The effects of various anions on the rate constant for dissociation of NADH from a binary complex with horse liver alcohol dehydrogenase were evaluated. Phosphate, sulfate, and fluoride had no effect, while nitrate and the other halide ions caused a three- to fourfold increase in the rate constant for NADH dissociation. These results indicate that a ternary enzyme-NADH-anion complex is formed, and from the anion concentration dependence the relative affinities are iodide > nitrate and bromide > chloride.
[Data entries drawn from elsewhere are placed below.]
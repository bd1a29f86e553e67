//! Task handlers for each background task type.

use std::sync::Arc;

use async_trait::async_trait;
use serde::de::DeserializeOwned;
use serde_json::Value as JsonValue;
use uuid::Uuid;

use papyrus_core::{Error, GenerationBackend, Result, Task, TaskType};
use papyrus_inference::MISSING_API_KEY_MESSAGE;

/// Progress callback type for task handlers.
pub type ProgressCallback = Box<dyn Fn(i32, Option<&str>) + Send + Sync>;

/// Context provided to task handlers.
pub struct JobContext {
    /// The task being processed.
    pub task: Task,
    /// Generation backend resolved from the owner's settings.
    backend: Option<Arc<dyn GenerationBackend>>,
    /// Progress callback for updating task progress.
    progress_callback: Option<ProgressCallback>,
}

impl JobContext {
    /// Create a new task context.
    pub fn new(task: Task) -> Self {
        Self {
            task,
            backend: None,
            progress_callback: None,
        }
    }

    /// Attach the generation backend for LLM steps.
    pub fn with_backend(mut self, backend: Arc<dyn GenerationBackend>) -> Self {
        self.backend = Some(backend);
        self
    }

    /// Set the progress callback.
    pub fn with_progress_callback<F>(mut self, callback: F) -> Self
    where
        F: Fn(i32, Option<&str>) + Send + Sync + 'static,
    {
        self.progress_callback = Some(Box::new(callback));
        self
    }

    /// Report progress to the callback.
    pub fn report_progress(&self, percent: i32, message: Option<&str>) {
        if let Some(ref callback) = self.progress_callback {
            callback(percent, message);
        }
    }

    /// Generation backend, or a configuration error when no key was resolved.
    pub fn backend(&self) -> Result<Arc<dyn GenerationBackend>> {
        self.backend
            .clone()
            .ok_or_else(|| Error::Config(MISSING_API_KEY_MESSAGE.to_string()))
    }

    /// Document the task operates on.
    pub fn file_id(&self) -> Result<Uuid> {
        self.task
            .file_id
            .ok_or_else(|| Error::InvalidInput("Task has no associated file".to_string()))
    }

    /// Owner of the task.
    pub fn user_id(&self) -> Uuid {
        self.task.user_id
    }

    /// Task options deserialized into `T`, defaults when absent.
    pub fn options_as<T: DeserializeOwned + Default>(&self) -> T {
        self.task.options_as()
    }
}

/// Trait for task handlers.
#[async_trait]
pub trait TaskHandler: Send + Sync {
    /// The task type this handler processes.
    fn task_type(&self) -> TaskType;

    /// Whether running `task` needs a generation backend.
    fn requires_llm(&self, _task: &Task) -> bool {
        true
    }

    /// Execute the task, returning the result payload.
    async fn execute(&self, ctx: JobContext) -> Result<JsonValue>;

    /// Check if this handler can process the given task type.
    fn can_handle(&self, task_type: TaskType) -> bool {
        self.task_type() == task_type
    }
}


#[cfg(test)]
mod tests {
    use std::sync::Mutex;

    use super::test_support::sample_task;
    use super::*;
    use papyrus_core::{ExtractionOptions, MindmapOptions};
    use papyrus_inference::mock::MockGenerationBackend;
    use serde_json::json;

    struct EchoHandler;

    #[async_trait]
    impl TaskHandler for EchoHandler {
        fn task_type(&self) -> TaskType {
            TaskType::Summarize
        }

        async fn execute(&self, ctx: JobContext) -> Result<JsonValue> {
            ctx.report_progress(50, Some("halfway"));
            Ok(json!({ "task_id": ctx.task.task_id }))
        }
    }

    #[test]
    fn test_job_context_ids() {
        let task = sample_task(TaskType::Extract, None);
        let ctx = JobContext::new(task.clone());
        assert_eq!(ctx.file_id().unwrap(), task.file_id.unwrap());
        assert_eq!(ctx.user_id(), task.user_id);
    }

    #[test]
    fn test_job_context_missing_file() {
        let mut task = sample_task(TaskType::Extract, None);
        task.file_id = None;
        let ctx = JobContext::new(task);
        assert!(matches!(ctx.file_id(), Err(Error::InvalidInput(_))));
    }

    #[test]
    fn test_job_context_without_backend() {
        let ctx = JobContext::new(sample_task(TaskType::Summarize, None));
        let err = ctx.backend().err().unwrap();
        assert!(matches!(err, Error::Config(ref msg) if msg == MISSING_API_KEY_MESSAGE));
    }

    #[test]
    fn test_job_context_with_backend() {
        let ctx = JobContext::new(sample_task(TaskType::Summarize, None))
            .with_backend(Arc::new(MockGenerationBackend::new()));
        assert_eq!(ctx.backend().unwrap().model_name(), "mock-model");
    }

    #[test]
    fn test_job_context_options() {
        let ctx = JobContext::new(sample_task(
            TaskType::Mindmap,
            Some(json!({"max_depth": 2, "include_keywords": false})),
        ));
        let options: MindmapOptions = ctx.options_as();
        assert_eq!(options.max_depth, 2);
        assert!(!options.include_keywords);

        let ctx = JobContext::new(sample_task(TaskType::Extract, None));
        let options: ExtractionOptions = ctx.options_as();
        assert_eq!(options, ExtractionOptions::default());
    }

    #[tokio::test]
    async fn test_handler_reports_progress() {
        let seen = Arc::new(Mutex::new(Vec::new()));
        let seen_clone = seen.clone();
        let ctx = JobContext::new(sample_task(TaskType::Summarize, None))
            .with_progress_callback(move |p, _| seen_clone.lock().unwrap().push(p));

        let handler = EchoHandler;
        assert!(handler.can_handle(TaskType::Summarize));
        assert!(!handler.can_handle(TaskType::Extract));
        assert!(handler.requires_llm(&ctx.task));

        let result = handler.execute(ctx).await.unwrap();
        assert!(result.get("task_id").is_some());
        assert_eq!(*seen.lock().unwrap(), vec![50]);
    }
}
At high salt concentrations, above 0.2 m, the rate constants for NADH dissociation decreased, which was attributed to a decrease in the activity coefficient of the reactants or “salting in.” The rate constant for NADH dissociation from ternary complex with imidazole, which crystallizes in an orthorhombic form rather than triclinic, was also substantially enhanced by anions. This provides an indication that the enhancement is independent of the conformational state of the enzyme complex. Thus, the most likely explanation for the observed enhancement of NADH dissociation is anion interference with binding of the coenzyme pyrophosphate group, which does not occur with larger anions such as phosphate or sulfate. Since NADH dissociation partially limits the turnover of the enzyme, the effect of nitrate on steady-state turnover was determined. A twofold increase was observed at optimal levels of nitrate, at both substrate inhibitory and noninhibitory concentrations of ethanol.